The lines between the tool as an "information provider," "primary decision-maker," and “justification resource” became blurry. I watched as the power of these tools began to shift our focus, our judgment, and even the stories we told ourselves about what was happening. It became clear to me that these weren't just data tools. They were choicetech.
The Challenge of Choice Inflation
The infusion of data into the day-to-day operations of a police department is a strange combination of extraordinary and immature. And that same strange combination is the baseline for almost every aspect of our lives. We are living in a world that is technologically sophisticated but functionally unstable, where the tools we use to navigate our days are often far more powerful than our strategies for using them. What I saw was this widening gap: that our information technology tools are far outpacing our capacity to integrate them well into our decision-making. And the impacts of that widening gap are often unseen and unmanaged.
We were not only trying to learn new tools and digest new data, we were doing it while we were suffering from default decay and choice inflation. The sheer power of our new choicetech was changing our information environment so quickly that we could no longer rely on old assumptions or ways of thinking. Instead, we were forced to wade through an ocean of new choices, new options, and so much data it becomes difficult to orient at all.
And as the flood of new choicetech continues, often with problematic and profit-driven intent baked into their designs, our capacity to discern what choicetech is helping and what is harming us diminishes.
Choosing a Tech-Agnostic Path
This realization changed everything for me. It forced me to rethink what was actually needed to live and decide better with our now omnipresent, society-quaking choicetech. I became even more tech-agnostic; a real sin in a world where innovation means new tech means unbridled success. I realized the goal isn't to build new patterns around every shiny new tool, but to be incredibly intentional about the few we do adopt. It requires a specific kind of choicetech literacy: the ability to look under the hood and understand how an environment is nudging your judgment.
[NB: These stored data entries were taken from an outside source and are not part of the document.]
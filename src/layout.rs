//! Worksheet cell addressing
//!
//! Rows are keyed by the calendar day, columns by the member's roster
//! position and the metric being recorded. With the default layout the
//! first member's volume for day 1 lands in `B3`, the second member's in
//! `F3`, and new-user counts sit one column to the right of each volume.

use crate::command::Metric;
use crate::config::LayoutSection;
use chrono::{Datelike, FixedOffset, Local, Utc};
use std::fmt;

/// 1-based spreadsheet coordinates
#[derive(Debug, Clone, Copy, PartialEq, Eq, Hash)]
pub struct CellAddress {
    pub row: u32,
    pub column: u32,
}

impl CellAddress {
    pub fn new(row: u32, column: u32) -> Self {
        Self { row, column }
    }

    /// A1 notation, e.g. `B5`
    pub fn to_a1(&self) -> String {
        format!("{}{}", column_letters(self.column), self.row)
    }
}

impl fmt::Display for CellAddress {
    fn fmt(&self, f: &mut fmt::Formatter<'_>) -> fmt::Result {
        f.write_str(&self.to_a1())
    }
}

/// Last column a sheet can address (`ZZZ`)
pub const MAX_SHEET_COLUMNS: u32 = 18_278;

/// Row cap of a Google spreadsheet (10 million cells in a single column)
pub const MAX_SHEET_ROWS: u32 = 10_000_000;

pub const MAX_DAY_OF_MONTH: u32 = 31;

/// Column number to letters (1 = A, 26 = Z, 27 = AA). Column 0 has no letters.
pub fn column_letters(mut column: u32) -> String {
    let mut letters = Vec::new();
    while column > 0 {
        let rem = ((column - 1) % 26) as u8;
        letters.push((b'A' + rem) as char);
        column = (column - 1) / 26;
    }
    letters.iter().rev().collect()
}

/// Range string for a single cell on a named worksheet: `'vol_t7'!B5`
pub fn a1_range(worksheet: &str, cell: &CellAddress) -> String {
    format!("'{}'!{}", worksheet.replace('\'', "''"), cell.to_a1())
}

/// Maps (member, metric, day) to a cell
#[derive(Debug, Clone)]
pub struct SheetLayout {
    day_row_offset: u32,
    first_member_column: u32,
    member_column_stride: u32,
    volume_column_offset: u32,
    new_users_column_offset: u32,
    utc_offset: Option<FixedOffset>,
}

impl SheetLayout {
    pub fn from_config(layout: &LayoutSection) -> Self {
        Self {
            day_row_offset: layout.day_row_offset,
            first_member_column: layout.first_member_column,
            member_column_stride: layout.member_column_stride,
            volume_column_offset: layout.volume_column_offset,
            new_users_column_offset: layout.new_users_column_offset,
            utc_offset: layout
                .utc_offset_minutes
                .and_then(|minutes| FixedOffset::east_opt(minutes * 60)),
        }
    }

    fn metric_offset(&self, metric: Metric) -> u32 {
        match metric {
            Metric::Volume => self.volume_column_offset,
            Metric::NewUsers => self.new_users_column_offset,
        }
    }

    /// Target cell for a member's figure on the given day of month
    pub fn cell_for(&self, member_index: u32, metric: Metric, day_of_month: u32) -> CellAddress {
        // saturates instead of wrapping; validated layouts never get near u32::MAX
        CellAddress {
            row: day_of_month.saturating_add(self.day_row_offset),
            column: self
                .first_member_column
                .saturating_add(member_index.saturating_mul(self.member_column_stride))
                .saturating_add(self.metric_offset(metric)),
        }
    }

    /// Today's day of month in the configured time zone
    pub fn today(&self) -> u32 {
        match self.utc_offset {
            Some(offset) => Utc::now().with_timezone(&offset).day(),
            None => Local::now().day(),
        }
    }
}

impl Default for SheetLayout {
    fn default() -> Self {
        Self::from_config(&LayoutSection::default())
    }
}

#[cfg(test)]
mod tests {
    use super::*;
    use proptest::prelude::*;

    #[test]
    fn test_column_letters() {
        assert_eq!(column_letters(1), "A");
        assert_eq!(column_letters(2), "B");
        assert_eq!(column_letters(26), "Z");
        assert_eq!(column_letters(27), "AA");
        assert_eq!(column_letters(52), "AZ");
        assert_eq!(column_letters(53), "BA");
        assert_eq!(column_letters(702), "ZZ");
        assert_eq!(column_letters(703), "AAA");
        assert_eq!(column_letters(0), "");
    }

    #[test]
    fn test_default_layout_positions() {
        let layout = SheetLayout::default();

        // first member, day 1
        assert_eq!(layout.cell_for(0, Metric::Volume, 1), CellAddress::new(3, 2));
        assert_eq!(layout.cell_for(0, Metric::Volume, 1).to_a1(), "B3");

        // third member, day 15: column 2 + 2 * 4 = 10 (J)
        assert_eq!(layout.cell_for(2, Metric::Volume, 15).to_a1(), "J17");
        assert_eq!(layout.cell_for(2, Metric::NewUsers, 15).to_a1(), "K17");

        // day 31 is the last row in use
        assert_eq!(layout.cell_for(4, Metric::Volume, 31).to_a1(), "R33");
    }

    #[test]
    fn test_custom_layout() {
        let layout = SheetLayout::from_config(&LayoutSection {
            day_row_offset: 5,
            first_member_column: 3,
            member_column_stride: 6,
            volume_column_offset: 1,
            new_users_column_offset: 3,
            utc_offset_minutes: Some(420),
        });

        assert_eq!(layout.cell_for(1, Metric::Volume, 2), CellAddress::new(7, 10));
        assert_eq!(layout.cell_for(1, Metric::NewUsers, 2), CellAddress::new(7, 12));
    }

    #[test]
    fn test_oversized_layout_does_not_overflow() {
        let layout = SheetLayout::from_config(&LayoutSection {
            day_row_offset: u32::MAX - 5,
            member_column_stride: u32::MAX / 2,
            ..LayoutSection::default()
        });

        let cell = layout.cell_for(3, Metric::NewUsers, 31);
        assert_eq!(cell.row, u32::MAX);
        assert_eq!(cell.column, u32::MAX);
    }

    #[test]
    fn test_a1_range_quotes_worksheet() {
        let cell = CellAddress::new(5, 2);
        assert_eq!(a1_range("vol_t7", &cell), "'vol_t7'!B5");
        assert_eq!(a1_range("Tom's sheet", &cell), "'Tom''s sheet'!B5");
    }

    #[test]
    fn test_today_is_a_day_of_month() {
        let day = SheetLayout::default().today();
        assert!((1..=31).contains(&day));

        let shifted = SheetLayout::from_config(&LayoutSection {
            utc_offset_minutes: Some(-600),
            ..LayoutSection::default()
        });
        assert!((1..=31).contains(&shifted.today()));
    }

    proptest! {
        #[test]
        fn column_letters_are_uppercase_ascii(column in 1u32..100_000) {
            let letters = column_letters(column);
            prop_assert!(!letters.is_empty());
            prop_assert!(letters.chars().all(|c| c.is_ascii_uppercase()));
        }

        #[test]
        fn members_never_share_a_column(
            a in 0u32..50,
            b in 0u32..50,
            day in 1u32..=31,
        ) {
            prop_assume!(a != b);
            let layout = SheetLayout::default();
            for metric_a in [Metric::Volume, Metric::NewUsers] {
                for metric_b in [Metric::Volume, Metric::NewUsers] {
                    prop_assert_ne!(
                        layout.cell_for(a, metric_a, day),
                        layout.cell_for(b, metric_b, day)
                    );
                }
            }
        }

        #[test]
        fn row_tracks_day(day in 1u32..=31, member in 0u32..20) {
            let layout = SheetLayout::default();
            prop_assert_eq!(layout.cell_for(member, Metric::Volume, day).row, day + 2);
        }
    }
}
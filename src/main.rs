//! teamsheet-bot - Main Entry Point

use clap::{Parser, Subcommand};
use std::future::Future;
use std::path::{Path, PathBuf};
use std::process;
use std::sync::Arc;
use std::time::Duration;
use teamsheet_bot::chat::{ChatClient, TelegramClient, TelegramConfig};
use teamsheet_bot::config::BotConfig;
use teamsheet_bot::error::{BotError, BotResult};
use teamsheet_bot::health::HealthCheckManager;
use teamsheet_bot::observability::init_default_logging;
use teamsheet_bot::processor::MessageProcessor;
use teamsheet_bot::server::WebhookServer;
use teamsheet_bot::sheets::{
    GoogleSheetsClient, GoogleSheetsConfig, ServiceAccountKey, SheetClient, TokenProvider,
};
use tokio::signal;
use tokio::signal::unix::SignalKind;
use tracing::{error, info, warn};

const DEFAULT_CONFIG_PATHS: [&str; 2] = ["bot.toml", "config/bot.toml"];

/// Telegram bot that records team figures into a Google Sheet
#[derive(Parser)]
#[command(name = "teamsheet-bot")]
#[command(about = "Record /vol and /user reports from Telegram into a Google Sheet")]
#[command(version)]
struct Cli {
    /// Configuration file path
    #[arg(short, long, value_name = "FILE", env = "TEAMSHEET_BOT_CONFIG")]
    config: Option<PathBuf>,

    #[command(subcommand)]
    command: Commands,
}

#[derive(Subcommand)]
enum Commands {
    /// Serve the webhook
    Run,
    /// Validate configuration
    Config {
        /// Print the parsed configuration
        #[arg(long)]
        show: bool,
    },
    /// Register the webhook URL with Telegram
    SetWebhook {
        /// Public URL to register (defaults to server.public_url + webhook path)
        #[arg(long)]
        url: Option<String>,
    },
    /// Remove the webhook registration
    DeleteWebhook,
    /// Check Telegram and spreadsheet access
    Check,
}

#[tokio::main]
async fn main() {
    let cli = Cli::parse();

    init_default_logging();

    info!("Starting teamsheet-bot v{}", env!("CARGO_PKG_VERSION"));

    let config = match load_configuration(cli.config.as_deref()) {
        Ok(config) => config,
        Err(e) => {
            error!("Failed to load configuration: {}", e);
            process::exit(1);
        }
    };

    let result = match cli.command {
        Commands::Run => run_bot(config).await,
        Commands::Config { show } => handle_config_command(&config, show),
        Commands::SetWebhook { url } => set_webhook(&config, url).await,
        Commands::DeleteWebhook => delete_webhook(&config).await,
        Commands::Check => check(&config).await,
    };

    if let Err(e) = result {
        error!("Command failed: {}", e);
        process::exit(1);
    }

    info!("Application shutdown complete");
}

fn load_configuration(config_path: Option<&Path>) -> BotResult<BotConfig> {
    if let Some(path) = config_path {
        info!("Loading configuration from: {}", path.display());
        return Ok(BotConfig::load_from_file(path)?);
    }

    for path_str in DEFAULT_CONFIG_PATHS {
        let path = Path::new(path_str);
        if path.exists() {
            info!("Loading configuration from: {}", path.display());
            return Ok(BotConfig::load_from_file(path)?);
        }
    }

    Err(BotError::internal(
        "No configuration file found. Provide one with -c/--config or create bot.toml",
    ))
}

fn build_telegram_client(config: &BotConfig) -> BotResult<TelegramClient> {
    let telegram_config = TelegramConfig {
        bot_token: config.get_bot_token()?,
        base_url: config.bot.api_base_url.clone(),
        timeout: Duration::from_secs(config.bot.request_timeout_secs),
    };
    Ok(TelegramClient::new(telegram_config)?)
}

fn build_sheet_client(config: &BotConfig) -> BotResult<GoogleSheetsClient> {
    let timeout = Duration::from_secs(config.bot.request_timeout_secs);
    let key = ServiceAccountKey::load(&config.sheets.credentials_path)?;
    info!("Using service account {}", key.client_email);

    let http = GoogleSheetsClient::http_client(timeout)?;
    let tokens = Arc::new(TokenProvider::new(key, http.clone())?);

    let mut sheets_config =
        GoogleSheetsConfig::new(config.resolve_spreadsheet()?, config.sheets.worksheet.clone());
    sheets_config.sheets_base_url = config.sheets.sheets_base_url.clone();
    sheets_config.drive_base_url = config.sheets.drive_base_url.clone();
    sheets_config.timeout = timeout;

    Ok(GoogleSheetsClient::new(sheets_config, http, tokens))
}

async fn run_bot(config: BotConfig) -> BotResult<()> {
    info!(
        "Bot {} serving {} roster members into worksheet '{}'",
        config.bot.id,
        config.members.len(),
        config.sheets.worksheet
    );

    let chat: Arc<dyn ChatClient> = Arc::new(build_telegram_client(&config)?);
    let sheets: Arc<dyn SheetClient> = Arc::new(build_sheet_client(&config)?);

    if config.get_webhook_secret().is_none() {
        warn!("No webhook secret configured; any caller can post updates");
    }

    let processor = MessageProcessor::from_config(&config, chat.clone(), sheets.clone());
    let health = HealthCheckManager::for_clients(chat, sheets);
    let server = WebhookServer::from_config(&config, processor, health)?;

    server.run_until(shutdown_signal()).await
}

fn handle_config_command(config: &BotConfig, show: bool) -> BotResult<()> {
    if show {
        let rendered = toml::to_string_pretty(config)
            .map_err(|e| BotError::internal(format!("failed to render configuration: {e}")))?;
        println!("Current configuration:");
        println!("{rendered}");
    }

    info!("Configuration validation complete");
    Ok(())
}

async fn set_webhook(config: &BotConfig, url: Option<String>) -> BotResult<()> {
    let url = url.or_else(|| config.webhook_url()).ok_or_else(|| {
        BotError::internal("No webhook URL: pass --url or set server.public_url")
    })?;

    let client = build_telegram_client(config)?;
    let secret = config.get_webhook_secret();
    client.set_webhook(&url, secret.as_deref()).await?;

    info!(
        "Webhook registered at {} ({})",
        url,
        if secret.is_some() {
            "with secret token"
        } else {
            "without secret token"
        }
    );
    Ok(())
}

async fn delete_webhook(config: &BotConfig) -> BotResult<()> {
    let client = build_telegram_client(config)?;
    client.delete_webhook().await?;
    info!("Webhook removed");
    Ok(())
}

async fn check(config: &BotConfig) -> BotResult<()> {
    let chat: Arc<dyn ChatClient> = Arc::new(build_telegram_client(config)?);
    let sheets: Arc<dyn SheetClient> = Arc::new(build_sheet_client(config)?);
    let manager = HealthCheckManager::for_clients(chat, sheets);

    let results = manager.run_health_checks().await;
    for result in &results {
        println!(
            "{:<12} {:<9} {}",
            result.component,
            if result.healthy { "ok" } else { "FAILED" },
            result.message.as_deref().unwrap_or("")
        );
    }

    if HealthCheckManager::overall_health(&results) {
        Ok(())
    } else {
        Err(BotError::internal("one or more components are unhealthy"))
    }
}

/// Resolves on SIGINT or SIGTERM
async fn shutdown_signal() {
    let sigterm = async {
        match signal::unix::signal(SignalKind::terminate()) {
            Ok(mut stream) => {
                stream.recv().await;
                Ok(())
            }
            Err(e) => Err(e),
        }
    };

    tokio::select! {
        _ = signal_or_pending("SIGINT", signal::ctrl_c()) => {
            info!("Received SIGINT, shutting down gracefully...");
        }
        _ = signal_or_pending("SIGTERM", sigterm) => {
            info!("Received SIGTERM, shutting down gracefully...");
        }
    }
}

/// Waits for a signal listener; a listener that cannot be set up never resolves
async fn signal_or_pending<F>(name: &str, listener: F)
where
    F: Future<Output = std::io::Result<()>>,
{
    if let Err(e) = listener.await {
        error!("Failed to listen for {}: {}", name, e);
        std::future::pending::<()>().await;
    }
}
Designing for High-Reliability
In engineering, we use high-reliability design to keep rockets from blowing up. It’s a discipline built on the assumption that in complex systems, failure is the default. Therefore, you must design every routine and every tool to actively fight against those failures before they become catastrophes. I started to see that our social systems, especially our most powerful institutions, ethically require that same level of care.
And the choicetech within our institutions isn't just administrative; it's the architecture that shapes behavior and changes choices. It dictates what an officer sees and responds to, what a chief measures, and how an organization with the authority to use force understands what is actually happening. This is the structural opposite of "go fast and break things." It is the refusal to accept "glitches" when the cost is measured in public safety, human lives, and civil rights.
Systemic Integrity for the High-Stakes of Everyday Life
The problem of successfully collaborating with choicetech isn’t contained to policing. Making high-stakes choices with choicetech is everywhere—the way we hire, the way we lead teams, the way we choose partners—and they all deserve a better level of care. These systems impact way more people, way more frequently, than a moon landing ever will. They deserve systemic integrity: where our processes, tools and goals actually align, and where our choicetech is designed to support the person making the choice and the people impacted by that choice.
I started Remake The Rules because we are outpacing our ability to live and decide well inside the hybrid, human-choicetech systems we’ve built. Learning how to do this takes time, and it requires a commitment to the creative labor of developing new patterns of thought and behavior. I still believe in the promise of a critically engaged world. But that promise doesn’t fulfill itself. We have to remake the rules to ensure our tools are truly supporting us, our communities, and our greater goals.